Con questo match, Ashe aveva concesso un evviva finale a quel tennis “vecchio”; quel Wimbledon sarebbe stato l’ultimo torneo del Grande Slam della sua generazione. Allo stesso tempo, diventò il primo e – finora – unico uomo di colore a vincere Wimbledon. Quando la partita finì, Ashe si voltò verso il suo box e alzò il pugno, per breve tempo, in celebrazione. Molte persone pernsarono che quello fu un saluto alla “Potere Nero”, come quelli di Tommy Smith e John Carlos durante le Olimpiadi del 1968 a Città del Messico. Ashe, come fa notare Eric Allen Hall nella biografia del giocatore del 2014, ha dichiarato che il suo pugno chiuso è stato solo un cenno di trionfo verso Dell, uno dei principali artefici di questa vittoria. Più tardi, però Ashe si è detto felice di “aver potuto dire la mia fra i neri”.

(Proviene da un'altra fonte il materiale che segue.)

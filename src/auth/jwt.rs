use std::time::Duration;

use jsonwebtoken::{
    decode, encode, errors::ErrorKind as JwtErrorKind, Algorithm, DecodingKey, EncodingKey,
    Header, Validation,
};
use thiserror::Error;
use time::{Duration as TimeDuration, OffsetDateTime};
use tracing::debug;
use uuid::Uuid;

use crate::{
    auth::claims::{AdminRole, Claims, PrincipalKind},
    config::JwtConfig,
};

/// Why a token was refused. Every variant is a 401 with the same body; the
/// variant only shows up in server logs.
#[derive(Debug, Error, PartialEq, Eq)]
pub enum AuthError {
    #[error("malformed token")]
    MalformedToken,
    #[error("bad token signature")]
    BadSignature,
    #[error("token expired")]
    Expired,
    #[error("token issued for another principal kind")]
    WrongPrincipalKind,
}

impl From<jsonwebtoken::errors::Error> for AuthError {
    fn from(err: jsonwebtoken::errors::Error) -> Self {
        match err.kind() {
            JwtErrorKind::ExpiredSignature => AuthError::Expired,
            JwtErrorKind::InvalidSignature => AuthError::BadSignature,
            _ => AuthError::MalformedToken,
        }
    }
}

/// Signs and verifies identity tokens for users and admins with one HS256 secret.
#[derive(Clone)]
pub struct TokenCodec {
    encoding: EncodingKey,
    decoding: DecodingKey,
    issuer: String,
    audience: String,
    user_ttl: Duration,
    admin_ttl: Duration,
}

impl TokenCodec {
    pub fn new(cfg: &JwtConfig) -> Self {
        Self {
            encoding: EncodingKey::from_secret(cfg.secret.as_bytes()),
            decoding: DecodingKey::from_secret(cfg.secret.as_bytes()),
            issuer: cfg.issuer.clone(),
            audience: cfg.audience.clone(),
            user_ttl: Duration::from_secs((cfg.user_ttl_minutes as u64) * 60),
            admin_ttl: Duration::from_secs((cfg.admin_ttl_minutes as u64) * 60),
        }
    }

    fn ttl(&self, kind: PrincipalKind) -> Duration {
        match kind {
            PrincipalKind::User => self.user_ttl,
            PrincipalKind::Admin => self.admin_ttl,
        }
    }

    /// Issues a token as of `now`. `role` must be given for admins and omitted for users.
    pub fn issue_at(
        &self,
        subject: Uuid,
        kind: PrincipalKind,
        role: Option<AdminRole>,
        now: OffsetDateTime,
    ) -> anyhow::Result<String> {
        let claims = Claims {
            sub: subject,
            kind,
            role,
            iat: now.unix_timestamp(),
            exp: (now + TimeDuration::seconds(self.ttl(kind).as_secs() as i64)).unix_timestamp(),
            iss: self.issuer.clone(),
            aud: self.audience.clone(),
        };
        anyhow::ensure!(claims.shape_matches(), "role given for the wrong principal kind");

        let token = encode(&Header::new(Algorithm::HS256), &claims, &self.encoding)?;
        debug!(subject = %subject, kind = ?kind, "jwt signed");
        Ok(token)
    }

    pub fn issue_user(&self, user_id: Uuid) -> anyhow::Result<String> {
        self.issue_at(user_id, PrincipalKind::User, None, OffsetDateTime::now_utc())
    }

    pub fn issue_admin(&self, admin_id: Uuid, role: AdminRole) -> anyhow::Result<String> {
        self.issue_at(admin_id, PrincipalKind::Admin, Some(role), OffsetDateTime::now_utc())
    }

    /// Verifies `token` for the `expected` principal kind as of `now`.
    ///
    /// Expiry is rechecked against `now` after the library validation so that a
    /// caller-supplied clock is authoritative.
    pub fn verify_at(
        &self,
        token: &str,
        expected: PrincipalKind,
        now: OffsetDateTime,
    ) -> Result<Claims, AuthError> {
        let mut validation = Validation::new(Algorithm::HS256);
        validation.leeway = 0;
        validation.set_audience(std::slice::from_ref(&self.audience));
        validation.set_issuer(std::slice::from_ref(&self.issuer));
        validation.set_required_spec_claims(&["exp", "sub", "iss", "aud"]);

        let claims = decode::<Claims>(token, &self.decoding, &validation)?.claims;

        if now.unix_timestamp() > claims.exp {
            return Err(AuthError::Expired);
        }
        if claims.kind != expected || !claims.shape_matches() {
            return Err(AuthError::WrongPrincipalKind);
        }

        debug!(subject = %claims.sub, kind = ?claims.kind, "jwt verified");
        Ok(claims)
    }

    pub fn verify(&self, token: &str, expected: PrincipalKind) -> Result<Claims, AuthError> {
        self.verify_at(token, expected, OffsetDateTime::now_utc())
    }
}

#[cfg(test)]
mod tests {
    use super::*;

    fn make_codec(secret: &str, issuer: &str, audience: &str) -> TokenCodec {
        TokenCodec::new(&JwtConfig {
            secret: secret.into(),
            issuer: issuer.into(),
            audience: audience.into(),
            user_ttl_minutes: 60,
            admin_ttl_minutes: 60 * 24,
        })
    }

    fn codec() -> TokenCodec {
        make_codec("dev-secret", "test-issuer", "test-aud")
    }

    #[test]
    fn user_token_roundtrip() {
        let codec = codec();
        let user_id = Uuid::new_v4();
        let token = codec.issue_user(user_id).expect("issue user");
        let claims = codec.verify(&token, PrincipalKind::User).expect("verify user");
        assert_eq!(claims.sub, user_id);
        assert_eq!(claims.kind, PrincipalKind::User);
        assert_eq!(claims.role, None);
        assert_eq!(claims.exp - claims.iat, 60 * 60);
    }

    #[test]
    fn admin_token_roundtrip_keeps_role() {
        let codec = codec();
        let admin_id = Uuid::new_v4();
        let token = codec.issue_admin(admin_id, AdminRole::Super).expect("issue admin");
        let claims = codec.verify(&token, PrincipalKind::Admin).expect("verify admin");
        assert_eq!(claims.sub, admin_id);
        assert_eq!(claims.role, Some(AdminRole::Super));
        assert_eq!(claims.exp - claims.iat, 24 * 60 * 60);
    }

    #[test]
    fn user_token_rejected_by_admin_verifier_and_back() {
        let codec = codec();
        let user_token = codec.issue_user(Uuid::new_v4()).unwrap();
        let admin_token = codec.issue_admin(Uuid::new_v4(), AdminRole::Admin).unwrap();

        assert_eq!(
            codec.verify(&user_token, PrincipalKind::Admin).unwrap_err(),
            AuthError::WrongPrincipalKind
        );
        assert_eq!(
            codec.verify(&admin_token, PrincipalKind::User).unwrap_err(),
            AuthError::WrongPrincipalKind
        );
    }

    #[test]
    fn verify_fails_once_clock_passes_expiry() {
        let codec = codec();
        let now = OffsetDateTime::now_utc();
        let token = codec.issue_at(Uuid::new_v4(), PrincipalKind::User, None, now).unwrap();

        assert!(codec
            .verify_at(&token, PrincipalKind::User, now + TimeDuration::minutes(59))
            .is_ok());
        assert_eq!(
            codec
                .verify_at(&token, PrincipalKind::User, now + TimeDuration::minutes(61))
                .unwrap_err(),
            AuthError::Expired
        );
    }

    #[test]
    fn token_issued_in_the_past_is_expired() {
        let codec = codec();
        let issued = OffsetDateTime::now_utc() - TimeDuration::hours(2);
        let token = codec.issue_at(Uuid::new_v4(), PrincipalKind::User, None, issued).unwrap();
        assert_eq!(
            codec.verify(&token, PrincipalKind::User).unwrap_err(),
            AuthError::Expired
        );
    }

    #[test]
    fn foreign_secret_is_bad_signature() {
        let token = make_codec("other-secret", "test-issuer", "test-aud")
            .issue_user(Uuid::new_v4())
            .unwrap();
        assert_eq!(
            codec().verify(&token, PrincipalKind::User).unwrap_err(),
            AuthError::BadSignature
        );
    }

    #[test]
    fn garbage_is_malformed() {
        assert_eq!(
            codec().verify("not.a.jwt", PrincipalKind::User).unwrap_err(),
            AuthError::MalformedToken
        );
        assert_eq!(
            codec().verify("", PrincipalKind::User).unwrap_err(),
            AuthError::MalformedToken
        );
    }

    #[test]
    fn wrong_issuer_or_audience_is_rejected() {
        let token = make_codec("dev-secret", "good-iss", "good-aud")
            .issue_user(Uuid::new_v4())
            .unwrap();
        let bad = make_codec("dev-secret", "bad-iss", "bad-aud");
        assert!(bad.verify(&token, PrincipalKind::User).is_err());
    }

    #[test]
    fn role_for_user_is_refused_at_issue() {
        let err = codec()
            .issue_at(
                Uuid::new_v4(),
                PrincipalKind::User,
                Some(AdminRole::Admin),
                OffsetDateTime::now_utc(),
            )
            .unwrap_err();
        assert!(err.to_string().contains("wrong principal kind"));
    }
}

Connors in futuro dichiarò che aveva sofferto di una microfrattura alla tibia durante il match valevole per il primo turno di quell’edizione di Wimbledon. Ma niente avrebbe potuto rovinare quel momento: Ashe era un uomo tranquillo che normalmente giocava con sconsiderato abbandono, che sarebbe presto tornato a quello stile, dopo la vittoria su Connors. “Fu la vittoria più colorata della sua carriera”, dice Evans.
Ashe ha rappresentato la figura di un atleta raro che trascende tutti i confini, ha ispirato bianchi e neri in ugual misura. Con la sua vittoria su Jimmy Connors, che appareva invincibile quanto Tarzan, ha offerto speranza per tutti. Ashe ha dimostrato che pensiero e coraggio sono materie importanti nel tennis e che, con buone dosi di entrambi, chiunque può essere battuto.